Differential protein expression: In the analysis of differential protein expression, a total of 231 proteins were identified in the control group compared with the model group with 122 proteins being upregulated and 109 downregulated as shown in Figure 3A. In the comparison between the Agari-5 group and the model group, 190 proteins were identified of which 99 were upregulated and 91 were downregulated as displayed in Figure 3B. Finally, Figure 3C shows that in the Agari-5 group compared with the control group, 246 proteins were identified with 129 proteins upregulated and 117 downregulated.
Functional annotation of differentially expressed proteins: GO is an international standard classification system for gene functions, comprising three main components: (1) Biological process; (2) Molecular function; and (3) Cellular component. The differentially expressed proteins annotated to secondary GO entries were counted, and each classification displayed the top 20 GO terms with the highest-ranked differentially expressed proteins (in descending order). The results are presented in Supplementary Figure 2A-C. In the biological process category, the groups include cellular process, metabolic process, biological regulation, and cellular component. Molecular function is primarily characterized by cellular anatomical entities and protein-containing complexes. Cellular component is mainly represented by binding activities.

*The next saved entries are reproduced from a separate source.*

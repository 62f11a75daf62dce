use database::Collection;

use crate::model::instruction::InstructionRef;
use crate::model::{ClassId, FieldView};

/// Per-method usage tally: key to every observation, keys kept in first-use order.
#[derive(Debug, Clone)]
pub struct UsageMap<T> {
    entries: Collection<Vec<T>>,
}

impl<T> Default for UsageMap<T> {
    fn default() -> Self {
        Self {
            entries: Collection::new(),
        }
    }
}

impl<T> UsageMap<T> {
    /// Records `value` under `key`. Returns `true` on the first use of `key`.
    pub fn record(&mut self, key: &str, value: T) -> bool {
        if let Some(values) = self.entries.get_mut(key) {
            values.push(value);
            return false;
        }
        self.entries.insert(key, vec![value]);
        true
    }

    pub fn get(&self, key: &str) -> Option<&[T]> {
        self.entries.get(key).map(Vec::as_slice)
    }

    /// Number of distinct keys recorded.
    pub fn distinct(&self) -> usize {
        self.entries.len()
    }

    pub fn keys(&self) -> impl Iterator<Item = &str> {
        self.entries.keys()
    }

    pub fn iter(&self) -> impl Iterator<Item = (&str, &[T])> {
        self.entries.iter().map(|(k, v)| (k, v.as_slice()))
    }

    pub fn is_empty(&self) -> bool {
        self.entries.is_empty()
    }
}

/// How a method touched a class. Call and field sites record the class the
/// member was viewed through; type sites record the instruction itself.
#[derive(Debug, Clone, Copy, PartialEq, Eq)]
pub enum ClassUse {
    Enclosing(ClassId),
    Site(InstructionRef),
}

#[derive(Debug, Clone, Default)]
pub struct MethodUsage {
    pub classes: UsageMap<ClassUse>,
    /// Callee signature -> registers of each call site.
    pub methods: UsageMap<Vec<String>>,
    pub fields: UsageMap<FieldView>,
}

This study was annotated using the KOG database, and the number of differentially expressed proteins within each KOG category was counted and displayed in a bar chart (Supplementary Figure 2D-F). The categories included posttranslational modification, protein turnover, chaperones, general function prediction only, signal transduction mechanisms, and others, highlighting the functional groups of proteins identified in each experimental comparison.
KEGG pathways mainly encompass areas such as metabolism, genetic information processing, environmental information processing, cellular processes, human diseases, and drug development. Pathway analysis allows for the identification of critical biochemical, metabolic, and signal transduction pathways in which the differentially expressed proteins are involved. Supplementary Figure 2G-I presents the top KEGG pathways identified, including biosynthesis of amino acids, carbon metabolism, purine metabolism, thermogenesis, and T helper type 17 cell differentiation.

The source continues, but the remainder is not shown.